Historical dynasty based in Ghazni and Gardez

The Lawīk dynasty (also known as Anūk) was a dynasty which ruled Ghazni prior to the Ghaznavid conquest in the present-day Afghanistan. Lawiks were originally either Buddhists or Hindus, but later became Muslims. They were closely related to the Hindu Shahis, and after 877, ruled under the Hindu Shahi suzerainty.

A branch of Lawiks ruled the nearby city of Gardez. The Siyasatnama of Nizam al-Mulk, the Tabaqat-i Nasiri of Juzjani, and the Majma' al-ansāb fī't-tawārīkh of Shabankara'i (14th century) mentioned Lawiks.

== Origins ==
C. E. Bosworth states that they had strong Indian influences due to their links with Kabul.

==History==
===Wujwir Lawik===
According to Afghan historian Abdul Hai Habibi, Wujwir Lawik built a great idol-temple at Bamyan Gate, Ghazni in honor of the Ratbil and the Kabul Shah.

===Khanan Lawik===
Wujwir's son, Khanan (referred to as Khaqan in Zayn al-Akhbar), converted to Islam around 782 but then became an apostate.
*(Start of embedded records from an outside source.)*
use regex::Regex;
use serde::{Deserialize, Serialize};
use std::fmt;
use std::str::FromStr;
use std::sync::OnceLock;

/// Valid Camelot code syntax: number 1-12 followed by A (minor) or B (major).
fn camelot_re() -> &'static Regex {
    static RE: OnceLock<Regex> = OnceLock::new();
    RE.get_or_init(|| Regex::new(r"^(1[0-2]|[1-9])[AB]$").unwrap())
}

/// Major or minor mode; `A` is the minor ring of the wheel, `B` the major.
#[derive(Debug, Clone, Copy, PartialEq, Eq, Hash, Serialize, Deserialize)]
pub enum KeyMode {
    Major,
    Minor,
}

impl KeyMode {
    pub fn letter(self) -> char {
        match self {
            KeyMode::Major => 'B',
            KeyMode::Minor => 'A',
        }
    }

    pub fn as_str(self) -> &'static str {
        match self {
            KeyMode::Major => "major",
            KeyMode::Minor => "minor",
        }
    }
}

/// A position on the Camelot wheel, e.g. `8B` for C major.
#[derive(Debug, Clone, Copy, PartialEq, Eq, Hash)]
pub struct CamelotCode {
    /// Wheel position, 1..=12.
    pub number: u8,
    pub mode: KeyMode,
}

impl CamelotCode {
    pub fn new(number: u8, mode: KeyMode) -> Option<Self> {
        (1..=12).contains(&number).then_some(Self { number, mode })
    }

    /// The relative major/minor partner: same number, other ring.
    pub fn relative(self) -> Self {
        let mode = match self.mode {
            KeyMode::Major => KeyMode::Minor,
            KeyMode::Minor => KeyMode::Major,
        };
        Self { number: self.number, mode }
    }

    /// Step around the 12-cycle; `delta` may be negative.
    pub fn step(self, delta: i8) -> Self {
        let n = (self.number as i16 - 1 + delta as i16).rem_euclid(12) as u8 + 1;
        Self { number: n, mode: self.mode }
    }

    /// Shortest distance between two positions on the 12-cycle.
    fn ring_distance(self, other: Self) -> u8 {
        let d = (self.number as i16 - other.number as i16).rem_euclid(12) as u8;
        d.min(12 - d)
    }
}

impl fmt::Display for CamelotCode {
    fn fmt(&self, f: &mut fmt::Formatter<'_>) -> fmt::Result {
        write!(f, "{}{}", self.number, self.mode.letter())
    }
}

impl FromStr for CamelotCode {
    type Err = String;

    fn from_str(s: &str) -> Result<Self, Self::Err> {
        if !camelot_re().is_match(s) {
            return Err(format!("invalid Camelot code: {s:?}"));
        }
        let (num, letter) = s.split_at(s.len() - 1);
        let number: u8 = num.parse().map_err(|_| format!("invalid Camelot code: {s:?}"))?;
        let mode = if letter == "B" { KeyMode::Major } else { KeyMode::Minor };
        CamelotCode::new(number, mode).ok_or_else(|| format!("invalid Camelot code: {s:?}"))
    }
}

impl Serialize for CamelotCode {
    fn serialize<S: serde::Serializer>(&self, serializer: S) -> Result<S::Ok, S::Error> {
        serializer.serialize_str(&self.to_string())
    }
}

impl<'de> Deserialize<'de> for CamelotCode {
    fn deserialize<D: serde::Deserializer<'de>>(deserializer: D) -> Result<Self, D::Error> {
        let s = String::deserialize(deserializer)?;
        s.parse().map_err(serde::de::Error::custom)
    }
}

/// Chromatic pitch-class names, sharps preferred.
const TONICS: [&str; 12] = [
    "C", "C#", "D", "D#", "E", "F", "F#", "G", "G#", "A", "A#", "B",
];

/// Camelot wheel number for each major tonic, indexed by pitch class.
/// C=8B, G=9B, D=10B, A=11B, E=12B, B=1B, F#=2B, C#=3B, G#=4B, D#=5B, A#=6B, F=7B.
const MAJOR_WHEEL: [u8; 12] = [8, 3, 10, 5, 12, 7, 2, 9, 4, 11, 6, 1];

/// Camelot wheel number for each minor tonic, indexed by pitch class.
/// Am=8A, Em=9A, Bm=10A, F#m=11A, C#m=12A, G#m=1A, D#m=2A, A#m=3A, Fm=4A, Cm=5A, Gm=6A, Dm=7A.
const MINOR_WHEEL: [u8; 12] = [5, 12, 7, 2, 9, 4, 11, 6, 1, 8, 3, 10];

/// Map a pitch-class name to its chromatic index, accepting flats.
fn tonic_index(name: &str) -> Option<usize> {
    let canonical = match name {
        "Db" => "C#",
        "Eb" => "D#",
        "Gb" => "F#",
        "Ab" => "G#",
        "Bb" => "A#",
        "Cb" => "B",
        "Fb" => "E",
        other => other,
    };
    TONICS.iter().position(|t| *t == canonical)
}

/// Parse a key string into (chromatic tonic index 0..11, mode).
///
/// Accepts short forms (`C`, `Am`, `F#`, `Bbm`) and long forms
/// (`C Major`, `A Minor`, case-insensitive on the mode word).
pub fn parse_key(key: &str) -> Option<(usize, KeyMode)> {
    let key = key.trim();
    if key.is_empty() || key.eq_ignore_ascii_case("unknown") {
        return None;
    }

    // Long form: "<tonic> Major" / "<tonic> Minor"
    if let Some((tonic, mode_word)) = key.split_once(' ') {
        let mode = if mode_word.eq_ignore_ascii_case("major") {
            KeyMode::Major
        } else if mode_word.eq_ignore_ascii_case("minor") {
            KeyMode::Minor
        } else {
            return None;
        };
        return tonic_index(tonic).map(|i| (i, mode));
    }

    // Short form: trailing 'm' marks minor
    if let Some(tonic) = key.strip_suffix('m') {
        return tonic_index(tonic).map(|i| (i, KeyMode::Minor));
    }
    tonic_index(key).map(|i| (i, KeyMode::Major))
}

/// The Camelot wheel: key/scale ↔ code mapping and the compatibility relation
/// used by the playlist optimizer.
#[derive(Debug, Clone, Copy)]
pub struct HarmonyModel {
    /// When set, ±2 wheel neighbours also score as mixable.
    relaxed: bool,
}

impl Default for HarmonyModel {
    fn default() -> Self {
        Self::new()
    }
}

impl HarmonyModel {
    pub fn new() -> Self {
        Self { relaxed: false }
    }

    /// Widen `score` to award ±2 neighbours; `compatible` stays tight.
    pub fn relaxed() -> Self {
        Self { relaxed: true }
    }

    /// Map a key string to its Camelot code, if the key is recognized.
    pub fn to_camelot(&self, key: &str) -> Option<CamelotCode> {
        let (idx, mode) = parse_key(key)?;
        let number = match mode {
            KeyMode::Major => MAJOR_WHEEL[idx],
            KeyMode::Minor => MINOR_WHEEL[idx],
        };
        CamelotCode::new(number, mode)
    }

    /// Render a Camelot code back into a key name like "C Major".
    pub fn key_name(&self, code: CamelotCode) -> String {
        let wheel = match code.mode {
            KeyMode::Major => &MAJOR_WHEEL,
            KeyMode::Minor => &MINOR_WHEEL,
        };
        let idx = wheel.iter().position(|n| *n == code.number).unwrap_or(0);
        let mode_word = match code.mode {
            KeyMode::Major => "Major",
            KeyMode::Minor => "Minor",
        };
        format!("{} {}", TONICS[idx], mode_word)
    }

    /// Harmonically compatible codes: same-ring ±1 around the cycle plus the
    /// relative major/minor. The relation is symmetric.
    pub fn compatible(&self, code: CamelotCode) -> Vec<CamelotCode> {
        vec![code.relative(), code.step(1), code.step(-1)]
    }

    /// Transition quality in [0, 1]: 1.0 for the same key, 0.9 for the
    /// relative pair, 0.7 for adjacent wheel positions, 0.1 otherwise.
    pub fn score(&self, a: CamelotCode, b: CamelotCode) -> f64 {
        if a == b {
            return 1.0;
        }
        if a.relative() == b {
            return 0.9;
        }
        if a.mode == b.mode {
            let d = a.ring_distance(b);
            if d == 1 {
                return 0.7;
            }
            if self.relaxed && d == 2 {
                return 0.7;
            }
        }
        0.1
    }
}

#[cfg(test)]
mod tests {
    use super::*;

    fn code(s: &str) -> CamelotCode {
        s.parse().unwrap()
    }

    #[test]
    fn test_code_syntax() {
        assert!("1A".parse::<CamelotCode>().is_ok());
        assert!("12B".parse::<CamelotCode>().is_ok());
        assert!("0A".parse::<CamelotCode>().is_err());
        assert!("13B".parse::<CamelotCode>().is_err());
        assert!("8C".parse::<CamelotCode>().is_err());
        assert!("8".parse::<CamelotCode>().is_err());
        assert!("08B".parse::<CamelotCode>().is_err());
        assert!("".parse::<CamelotCode>().is_err());
    }

    #[test]
    fn test_key_mapping() {
        let h = HarmonyModel::new();
        assert_eq!(h.to_camelot("C").unwrap(), code("8B"));
        assert_eq!(h.to_camelot("Am").unwrap(), code("8A"));
        assert_eq!(h.to_camelot("F#").unwrap(), code("2B"));
        assert_eq!(h.to_camelot("G#m").unwrap(), code("1A"));
        assert_eq!(h.to_camelot("C Major").unwrap(), code("8B"));
        assert_eq!(h.to_camelot("A Minor").unwrap(), code("8A"));
        // Flats are enharmonic with sharps
        assert_eq!(h.to_camelot("Bbm").unwrap(), code("3A"));
        assert_eq!(h.to_camelot("Db Major").unwrap(), code("3B"));
        assert!(h.to_camelot("H").is_none());
        assert!(h.to_camelot("Unknown").is_none());
        assert!(h.to_camelot("").is_none());
    }

    #[test]
    fn test_key_name_roundtrip() {
        let h = HarmonyModel::new();
        for number in 1..=12u8 {
            for mode in [KeyMode::Major, KeyMode::Minor] {
                let c = CamelotCode::new(number, mode).unwrap();
                assert_eq!(h.to_camelot(&h.key_name(c)).unwrap(), c);
            }
        }
    }

    #[test]
    fn test_compatible_set() {
        let h = HarmonyModel::new();
        let mut got: Vec<String> = h.compatible(code("8B")).iter().map(|c| c.to_string()).collect();
        got.sort();
        assert_eq!(got, vec!["7B", "8A", "9B"]);

        // Wrap-around at both ends of the cycle
        let got: Vec<String> = h.compatible(code("1A")).iter().map(|c| c.to_string()).collect();
        assert!(got.contains(&"12A".to_string()));
        assert!(got.contains(&"2A".to_string()));
        assert!(got.contains(&"1B".to_string()));
    }

    #[test]
    fn test_compatibility_symmetric() {
        let h = HarmonyModel::new();
        for n in 1..=12u8 {
            for m in [KeyMode::Major, KeyMode::Minor] {
                let a = CamelotCode::new(n, m).unwrap();
                for other in h.compatible(a) {
                    assert!(h.compatible(other).contains(&a), "{a} -> {other} not symmetric");
                }
            }
        }
    }

    #[test]
    fn test_score_tiers() {
        let h = HarmonyModel::new();
        assert_eq!(h.score(code("8B"), code("8B")), 1.0);
        assert_eq!(h.score(code("8B"), code("8A")), 0.9);
        assert_eq!(h.score(code("8B"), code("9B")), 0.7);
        assert_eq!(h.score(code("8B"), code("7B")), 0.7);
        assert_eq!(h.score(code("8B"), code("10B")), 0.1);
        assert_eq!(h.score(code("8B"), code("3A")), 0.1);
        // Wrap-around adjacency
        assert_eq!(h.score(code("12A"), code("1A")), 0.7);
    }

    #[test]
    fn test_score_relaxed_tier() {
        let relaxed = HarmonyModel::relaxed();
        assert_eq!(relaxed.score(code("8B"), code("10B")), 0.7);
        assert_eq!(relaxed.score(code("8B"), code("11B")), 0.1);
        // Relaxed scoring does not widen the compatible set
        assert_eq!(relaxed.compatible(code("8B")).len(), 3);
    }

    #[test]
    fn test_score_symmetric_and_reflexive() {
        let h = HarmonyModel::new();
        let codes: Vec<CamelotCode> = (1..=12)
            .flat_map(|n| {
                [KeyMode::Major, KeyMode::Minor]
                    .into_iter()
                    .map(move |m| CamelotCode::new(n, m).unwrap())
            })
            .collect();
        for &a in &codes {
            assert_eq!(h.score(a, a), 1.0);
            for &b in &codes {
                assert_eq!(h.score(a, b), h.score(b, a), "score({a},{b}) asymmetric");
            }
        }
    }

    #[test]
    fn test_parse_key_numeric_index() {
        assert_eq!(parse_key("C"), Some((0, KeyMode::Major)));
        assert_eq!(parse_key("B"), Some((11, KeyMode::Major)));
        assert_eq!(parse_key("F#m"), Some((6, KeyMode::Minor)));
        assert_eq!(parse_key("A Minor"), Some((9, KeyMode::Minor)));
    }

    #[test]
    fn test_serde_roundtrip() {
        let c = code("11A");
        let json = serde_json::to_string(&c).unwrap();
        assert_eq!(json, "\"11A\"");
        let back: CamelotCode = serde_json::from_str(&json).unwrap();
        assert_eq!(back, c);
        assert!(serde_json::from_str::<CamelotCode>("\"13A\"").is_err());
    }
}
Around 784, Khanan disinclined to demolish the idol-temple. Therefore he placed it in a silver casket and buried his father's idol underneath it, converting the site into a mosque.

Khanan was sent a poem by the Kabul Shahis, saying: "Alas! The idol of Lawik has been interred beneath the earth of Ghazna, and the Lawiyan family have given away [the embodiment of] their kingly power. I am going to send my own army; do not yourself follow the way of the Arabs [s.c. the religion of Islam]."

===Abu Mansur Aflah===
According to Zayn al-Akhbar, written by historian Abu Sa'id Gardezi, Abu Mansur Aflah Lawik was reduced to a tributary status in Gardez by Emir Ya'qub ibn al-Layth al-Saffar in 877.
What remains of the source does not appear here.